20-01-2026 12:00:00 AM
As per pro-government sources and voices, New Delhi has long maintained a careful and calculates posture toward the region's complex conflicts, embracing multi-alignment to engage opposing camps successfully
The geopolitical landscape in recent years has been dominated by bloodshed, war, and uncertainty, making moments of positive momentum rare and precious. It would have been encouraging to focus on the strengthening ties between India and Europe, bolstered by German Chancellor Friedrich Merz's successful official visit to India on January 12-13, 2026. This trip, his first to Asia since taking office, highlighted deepening strategic cooperation, including discussions on security, trade, emerging technologies, and the potential acceleration of an India-EU free trade agreement. With European leaders steadily engaging New Delhi as 2026 begins, such developments signal a constructive path forward amid global tensions.
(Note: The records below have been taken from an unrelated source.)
//! HTTP handlers for authentication endpoints

use axum::{extract::State, Json};

use crate::error::AppResult;
use crate::services::auth::{
    AuthService, AuthTokens, LoginInput, RefreshInput, RegisterBusinessInput, RegisterResponse,
};
use crate::AppState;

/// Register a new business with owner account
pub async fn register(
    State(state): State<AppState>,
    Json(input): Json<RegisterBusinessInput>,
) -> AppResult<Json<RegisterResponse>> {
    let service = AuthService::new(state.db, &state.config);
    let response = service.register_business(input).await?;
    Ok(Json(response))
}

/// Log in with email and password
pub async fn login(
    State(state): State<AppState>,
    Json(input): Json<LoginInput>,
) -> AppResult<Json<AuthTokens>> {
    let service = AuthService::new(state.db, &state.config);
    let tokens = service.login(input).await?;
    Ok(Json(tokens))
}

/// Exchange a refresh token for a new token pair
pub async fn refresh(
    State(state): State<AppState>,
    Json(input): Json<RefreshInput>,
) -> AppResult<Json<AuthTokens>> {
    let service = AuthService::new(state.db, &state.config);
    let tokens = service.refresh(input).await?;
    Ok(Json(tokens))
}
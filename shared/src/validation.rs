//! Validation utilities for the Warehouse Operations Management Platform

use rust_decimal::Decimal;

use crate::models::TemperatureRange;

// ============================================================================
// Catalog Validations
// ============================================================================

/// Validate SKU format (3-32 chars, uppercase alphanumeric with dashes)
pub fn validate_sku(sku: &str) -> Result<(), &'static str> {
    if sku.len() < 3 {
        return Err("SKU must be at least 3 characters");
    }
    if sku.len() > 32 {
        return Err("SKU must be at most 32 characters");
    }
    if !sku
        .chars()
        .all(|c| c.is_ascii_uppercase() || c.is_ascii_digit() || c == '-')
    {
        return Err("SKU must be uppercase alphanumeric with dashes only");
    }
    Ok(())
}

/// Validate an EAN-13 barcode with checksum
pub fn validate_ean13(barcode: &str) -> Result<(), &'static str> {
    let digits: Vec<u32> = barcode.chars().filter_map(|c| c.to_digit(10)).collect();

    if digits.len() != 13 || barcode.len() != 13 {
        return Err("Barcode must be 13 digits");
    }

    // Checksum: odd positions weighted 1, even positions weighted 3
    let mut sum = 0;
    for (i, &digit) in digits.iter().take(12).enumerate() {
        sum += digit * if i % 2 == 0 { 1 } else { 3 };
    }

    let check_digit = (10 - (sum % 10)) % 10;
    if check_digit != digits[12] {
        return Err("Invalid barcode checksum");
    }

    Ok(())
}

/// Validate warehouse code format (2-10 uppercase alphanumeric with dashes)
pub fn validate_warehouse_code(code: &str) -> Result<(), &'static str> {
    if code.len() < 2 {
        return Err("Warehouse code must be at least 2 characters");
    }
    if code.len() > 10 {
        return Err("Warehouse code must be at most 10 characters");
    }
    if !code
        .chars()
        .all(|c| c.is_ascii_uppercase() || c.is_ascii_digit() || c == '-')
    {
        return Err("Warehouse code must be uppercase alphanumeric with dashes only");
    }
    Ok(())
}

// ============================================================================
// Stock & Shipment Validations
// ============================================================================

/// Validate a quantity is strictly positive
pub fn validate_quantity(quantity: i32) -> Result<(), &'static str> {
    if quantity <= 0 {
        return Err("Quantity must be positive");
    }
    Ok(())
}

/// Validate a monetary amount is not negative
pub fn validate_money(amount: Decimal) -> Result<(), &'static str> {
    if amount < Decimal::ZERO {
        return Err("Amount cannot be negative");
    }
    Ok(())
}

/// Validate a temperature band (min strictly below max)
pub fn validate_temperature_range(range: &TemperatureRange) -> Result<(), &'static str> {
    if range.min_celsius >= range.max_celsius {
        return Err("Minimum temperature must be below maximum");
    }
    Ok(())
}

// ============================================================================
// General Validations
// ============================================================================

/// Validate email format (basic check)
pub fn validate_email(email: &str) -> Result<(), &'static str> {
    if email.contains('@') && email.contains('.') && email.len() >= 5 {
        Ok(())
    } else {
        Err("Invalid email format")
    }
}

/// Validate business code format (3-10 uppercase alphanumeric)
pub fn validate_business_code(code: &str) -> Result<(), &'static str> {
    if code.len() < 3 {
        return Err("Business code must be at least 3 characters");
    }
    if code.len() > 10 {
        return Err("Business code must be at most 10 characters");
    }
    if !code.chars().all(|c| c.is_ascii_uppercase() || c.is_ascii_digit()) {
        return Err("Business code must be uppercase alphanumeric only");
    }
    Ok(())
}

/// Validate password strength
pub fn validate_password(password: &str) -> Result<(), &'static str> {
    if password.len() < 8 {
        return Err("Password must be at least 8 characters");
    }
    Ok(())
}

/// Validate phone number (7-15 digits, optional leading +)
pub fn validate_phone(phone: &str) -> Result<(), &'static str> {
    let digits: String = phone.chars().filter(|c| c.is_ascii_digit()).collect();
    if digits.len() < 7 || digits.len() > 15 {
        return Err("Phone number must have 7-15 digits");
    }
    Ok(())
}

#[cfg(test)]
mod tests {
    use super::*;
    use std::str::FromStr;

    #[test]
    fn test_validate_sku() {
        assert!(validate_sku("WDG-STD-001").is_ok());
        assert!(validate_sku("AB").is_err());
        assert!(validate_sku("lowercase-01").is_err());
    }

    #[test]
    fn test_validate_ean13_checksum() {
        // 4006381333931 is a known-valid EAN-13
        assert!(validate_ean13("4006381333931").is_ok());
        assert!(validate_ean13("4006381333932").is_err());
        assert!(validate_ean13("12345").is_err());
    }

    #[test]
    fn test_validate_temperature_range() {
        let ok = TemperatureRange {
            min_celsius: Decimal::from(2),
            max_celsius: Decimal::from(8),
        };
        assert!(validate_temperature_range(&ok).is_ok());

        let inverted = TemperatureRange {
            min_celsius: Decimal::from(8),
            max_celsius: Decimal::from(2),
        };
        assert!(validate_temperature_range(&inverted).is_err());
    }

    #[test]
    fn test_validate_money() {
        assert!(validate_money(Decimal::ZERO).is_ok());
        assert!(validate_money(Decimal::from_str("-0.01").unwrap()).is_err());
    }
}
Yet, attention inevitably shifts to the volatile Middle East, where fresh waves of protests in Iran once again dominate the region's fraught moral, political, and security landscape. These developments carry significant implications for India, particularly as U.S. President Donald Trump weighs the option of military strikes against Iran. Just days ago, on January 14, 2026, reports of imminent U.S. action circulated widely, fueled by ground movements of military assets and frantic expert analysis.
This echoed Trump's previous decisive intervention less than a year earlier, when, in June 2025, U.S. B-2 stealth bombers struck Iran's key nuclear enrichment facilities (including Fordow, Natanz, and Isfahan) during the 12-day Israel-Iran war. That operation, part of Israel's broader campaign to dismantle Iran's nuclear program and weaken its proxies following the October 2023 Hamas attack, set a precedent for bold U.S. involvement.
From India's vantage point, no emerging scenario in the Middle East seems genuinely favorable. A full collapse of the Iranian regime would trigger acute destabilization, spreading conflict to ethnic groups like Kurds, Baloch, Azeris, and others, while involving Israel and Syria. However, there is a section of geopolitical experts and observers who opine that a weakened but enduring regime under intensified sanctions poses even greater long-term risks. As per some ex-diplomats, India's strategic balance is further complicated by deepening rifts in the Gulf, notably between its key partner, the United Arab Emirates (UAE), and Saudi Arabia. At the same time, the UAE appears on the back foot amid these tensions, while Saudi Arabia drifts closer to allies like Pakistan and Turkey, creating uncomfortable new convergences.
As per pro-government sources and voices, New Delhi has long maintained a careful and calculates posture toward the region's complex conflicts, embracing multi-alignment to engage opposing camps successfully. This approach has included energy ties with Iran for strategic depth in Afghanistan and access to Central Asia, as well as the International North-South Transport Corridor (INSTC)—a complementary route to reduce dependence on the Suez Canal. Meanwhile, few senior officials of Ministry of External Affairs view that India has leveraged goodwill with GCC countries and Israel through initiatives like the India-Middle East-Europe Economic Corridor (IMEC), building on the Abraham Accords from Trump's first term.
However, both INSTC and IMEC have faltered due to persistent regional instability since 2023. With India-U.S. bilateral trade at around $1.6 billion and ongoing trade agreement talks stalled, New Delhi has little incentive to antagonize Washington. The broader damage lies in the uncertainty deterring private investment and long-term plans, including INSTC extensions to Armenia, where India is a major defense supplier.
There is also another view that beyond Iran, India must navigate the Saudi-UAE rift, which risks new alignments, including closer Riyadh-Ankara ties potentially complementing Saudi-Pakistan defense cooperation. While no formal tripartite pact exists, Pakistan's role as a conduit for technology and intelligence across China, Turkey, the Caucasus, and the Middle East adds complexity. India, despite convergences with these players, has often been sidelined in shaping conflict resolutions, as seen in Gaza and Armenia.
The Middle East today faces not a single crisis but a confluence of crises, with Israel pressuring Iran's proxies, Syria fractured, and Turkey and Israel asserting greater influence. Amid this, the Saudi-UAE divide extends to proxy conflicts in the Red Sea regions (Yemen, Somalia, Ethiopia, and beyond). India must proactively engage emerging UAE-Israel convergences to safeguard opportunities while monitoring these shifts. As these dynamics unfold, India's multi-alignment strategy faces its toughest test yet—balancing caution with proactive diplomacy in an increasingly unpredictable region.